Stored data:

++++++

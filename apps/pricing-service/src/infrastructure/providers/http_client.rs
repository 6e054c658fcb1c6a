//! HTTP transport shared by remote pricing providers.
//!
//! Every failure is converted into a [`ProviderError`] attributed to the
//! provider: transport and upstream failures become
//! [`PricingError`]s (with the HTTP status as `code` when a response
//! arrived), undecodable bodies become [`ProviderError::Decode`].
//! Retrying is left to the caller.

use std::time::Duration;

use reqwest::header::{ACCEPT, AUTHORIZATION, CONTENT_TYPE, HeaderMap, HeaderValue};
use reqwest::{Client, RequestBuilder, StatusCode};
use serde::Serialize;
use serde::de::DeserializeOwned;

use super::api_types::ApiErrorResponse;
use crate::application::ports::{PricingError, ProviderError};
use crate::config::ProviderConfig;

const UNKNOWN_API_ERROR: &str = "Unknown API error";

/// Query string parameters, serialized with repeated keys (`k=a&k=b`).
#[derive(Debug, Clone, Default, PartialEq, Eq)]
pub struct QueryParams(Vec<(String, String)>);

impl QueryParams {
    /// Create an empty parameter list.
    #[must_use]
    pub const fn new() -> Self {
        Self(Vec::new())
    }

    /// Append a single key/value pair.
    #[must_use]
    pub fn with(mut self, key: &str, value: impl ToString) -> Self {
        self.0.push((key.to_string(), value.to_string()));
        self
    }

    /// Append one pair per value, all under `key`.
    #[must_use]
    pub fn with_all<I, V>(mut self, key: &str, values: I) -> Self
    where
        I: IntoIterator<Item = V>,
        V: ToString,
    {
        self.0
            .extend(values.into_iter().map(|v| (key.to_string(), v.to_string())));
        self
    }

    /// Pairs in insertion order.
    #[must_use]
    pub fn pairs(&self) -> &[(String, String)] {
        &self.0
    }
}

/// HTTP client for a single provider.
#[derive(Debug, Clone)]
pub struct ProviderHttpClient {
    client: Client,
    provider: String,
    base_url: String,
}

impl ProviderHttpClient {
    /// Create a client with bearer auth, JSON headers and the configured timeout.
    ///
    /// # Errors
    ///
    /// Returns `ProviderError::Validation` if the API key is not a valid
    /// header value or the client cannot be built.
    pub fn new(config: &ProviderConfig) -> Result<Self, ProviderError> {
        let mut auth = HeaderValue::from_str(&format!("Bearer {}", config.api_key))
            .map_err(|_| ProviderError::validation(&config.name, "apiKey is not a valid header value"))?;
        auth.set_sensitive(true);

        let mut headers = HeaderMap::new();
        headers.insert(AUTHORIZATION, auth);
        headers.insert(CONTENT_TYPE, HeaderValue::from_static("application/json"));
        headers.insert(ACCEPT, HeaderValue::from_static("application/json"));

        let client = Client::builder()
            .timeout(Duration::from_millis(config.timeout_ms))
            .default_headers(headers)
            .build()
            .map_err(|e| ProviderError::validation(&config.name, e.to_string()))?;

        Ok(Self {
            client,
            provider: config.name.clone(),
            base_url: config.base_url.trim_end_matches('/').to_string(),
        })
    }

    /// Provider the client is attributed to.
    #[must_use]
    pub fn provider(&self) -> &str {
        &self.provider
    }

    /// Absolute URL for an endpoint.
    #[must_use]
    pub fn url(&self, endpoint: &str) -> String {
        format!("{}{endpoint}", self.base_url)
    }

    /// GET `endpoint` with query parameters.
    ///
    /// # Errors
    ///
    /// Returns a `ProviderError` on transport, status, or decode failure.
    pub async fn get<T: DeserializeOwned>(
        &self,
        endpoint: &str,
        query: &QueryParams,
    ) -> Result<T, ProviderError> {
        let request = self.client.get(self.url(endpoint)).query(query.pairs());
        self.send(request).await
    }

    /// POST a JSON body to `endpoint`.
    ///
    /// # Errors
    ///
    /// Returns a `ProviderError` on transport, status, or decode failure.
    pub async fn post<T: DeserializeOwned, B: Serialize + Sync>(
        &self,
        endpoint: &str,
        body: &B,
    ) -> Result<T, ProviderError> {
        let request = self.client.post(self.url(endpoint)).json(body);
        self.send(request).await
    }

    async fn send<T: DeserializeOwned>(&self, request: RequestBuilder) -> Result<T, ProviderError> {
        let response = request
            .send()
            .await
            .map_err(|e| self.transport_error(&e))?;

        let status = response.status();
        let body = match response.text().await {
            Ok(body) => body,
            Err(e) if !status.is_success() => {
                return Err(self.unreadable_error_body(status, e.to_string()).into());
            }
            Err(e) => return Err(self.transport_error(&e)),
        };

        if !status.is_success() {
            return Err(self.status_error(status, &body).into());
        }

        serde_json::from_str(&body).map_err(|e| ProviderError::Decode {
            provider: self.provider.clone(),
            message: e.to_string(),
        })
    }

    fn transport_error(&self, error: &reqwest::Error) -> ProviderError {
        let message = error.to_string();
        let code = error.status().map(|s| s.as_u16().to_string());
        PricingError::new(&self.provider, non_empty_or_unknown(message), code).into()
    }

    /// The status is known even when the error body cannot be read.
    fn unreadable_error_body(&self, status: StatusCode, message: String) -> PricingError {
        PricingError::new(
            &self.provider,
            non_empty_or_unknown(message),
            Some(status.as_u16().to_string()),
        )
    }

    fn status_error(&self, status: StatusCode, body: &str) -> PricingError {
        let fallback = format!("Request failed with status code {}", status.as_u16());
        PricingError::new(
            &self.provider,
            extract_message(body, &fallback),
            Some(status.as_u16().to_string()),
        )
    }
}

/// Upstream `message` field, else `fallback`, else "Unknown API error".
#[must_use]
pub fn extract_message(body: &str, fallback: &str) -> String {
    serde_json::from_str::<ApiErrorResponse>(body)
        .ok()
        .and_then(|err| err.message)
        .filter(|m| !m.trim().is_empty())
        .unwrap_or_else(|| non_empty_or_unknown(fallback.to_string()))
}

fn non_empty_or_unknown(message: String) -> String {
    if message.trim().is_empty() {
        UNKNOWN_API_ERROR.to_string()
    } else {
        message
    }
}
//! Prometheus metrics for provider calls and screening.
//!
//! The recorders are no-ops until [`init_metrics`] installs an exporter,
//! so library code can record unconditionally.
//!
//! # Example
//!
//! ```ignore
//! use pricing_service::observability::{init_metrics, record_provider_request};
//!
//! init_metrics("0.0.0.0:9090".parse()?)?;
//! record_provider_request("polygon", "history", "success", 0.120);
//! ```

use std::net::SocketAddr;

use metrics::{counter, histogram};
use metrics_exporter_prometheus::PrometheusBuilder;

/// Latency buckets from 10ms to 10s.
const LATENCY_BUCKETS: &[f64] = &[0.01, 0.025, 0.05, 0.1, 0.25, 0.5, 1.0, 2.5, 5.0, 10.0];

/// Initialize the Prometheus metrics exporter.
///
/// This starts an HTTP server that exposes metrics at `/metrics`.
///
/// # Errors
///
/// Returns an error if the metrics exporter fails to start (e.g., port already in use).
pub fn init_metrics(listen_addr: SocketAddr) -> Result<(), MetricsError> {
    PrometheusBuilder::new()
        .with_http_listener(listen_addr)
        .set_buckets(LATENCY_BUCKETS)
        .map_err(|e| MetricsError::Configuration(e.to_string()))?
        .install()
        .map_err(|e| MetricsError::Installation(e.to_string()))?;

    tracing::info!(addr = %listen_addr, "Prometheus metrics exporter started");

    Ok(())
}

/// Error type for metrics operations.
#[derive(Debug, thiserror::Error)]
pub enum MetricsError {
    /// Failed to configure metrics exporter.
    #[error("metrics configuration error: {0}")]
    Configuration(String),
    /// Failed to install metrics exporter.
    #[error("metrics installation error: {0}")]
    Installation(String),
}

/// Record a completed provider request.
///
/// # Arguments
///
/// * `provider` - Provider name (e.g., "polygon")
/// * `operation` - "price", "history" or "symbols"
/// * `status` - "success" or "error"
/// * `latency_seconds` - Wall time including retries
pub fn record_provider_request(provider: &str, operation: &str, status: &str, latency_seconds: f64) {
    counter!(
        "provider_requests_total",
        "provider" => provider.to_string(),
        "operation" => operation.to_string(),
        "status" => status.to_string()
    )
    .increment(1);

    histogram!(
        "provider_request_duration_seconds",
        "provider" => provider.to_string(),
        "operation" => operation.to_string()
    )
    .record(latency_seconds);
}

/// Record a retry of a provider operation.
pub fn record_provider_retry(operation: &str) {
    counter!("provider_retries_total", "operation" => operation.to_string()).increment(1);
}

/// Record opportunities found in one scan.
///
/// * `kind` - "premium" or "hedge"
pub fn record_opportunities(kind: &str, count: usize) {
    counter!("opportunities_found_total", "kind" => kind.to_string()).increment(count as u64);
}

/// Record a per-symbol failure during a scan.
pub fn record_scan_failure(provider: &str, operation: &str) {
    counter!(
        "scan_failures_total",
        "provider" => provider.to_string(),
        "operation" => operation.to_string()
    )
    .increment(1);
}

++++++

_Exercise requirements_. Please restate only the opening stretch of the records above: every line from the first through the one containing "use serde::Serialize;", exactly as written.

_Result for this exercise_.
filename apps/pricing-service/src/infrastructure/providers/http_client.rs
repository 6e054c658fcb1c6a
//! HTTP transport shared by remote pricing providers.
//!
//! Every failure is converted into a [`ProviderError`] attributed to the
//! provider: transport and upstream failures become
//! [`PricingError`]s (with the HTTP status as `code` when a response
//! arrived), undecodable bodies become [`ProviderError::Decode`].
//! Retrying is left to the caller.

use std::time::Duration;

use reqwest::header::{ACCEPT, AUTHORIZATION, CONTENT_TYPE, HeaderMap, HeaderValue};
use reqwest::{Client, RequestBuilder, StatusCode};
use serde::Serialize;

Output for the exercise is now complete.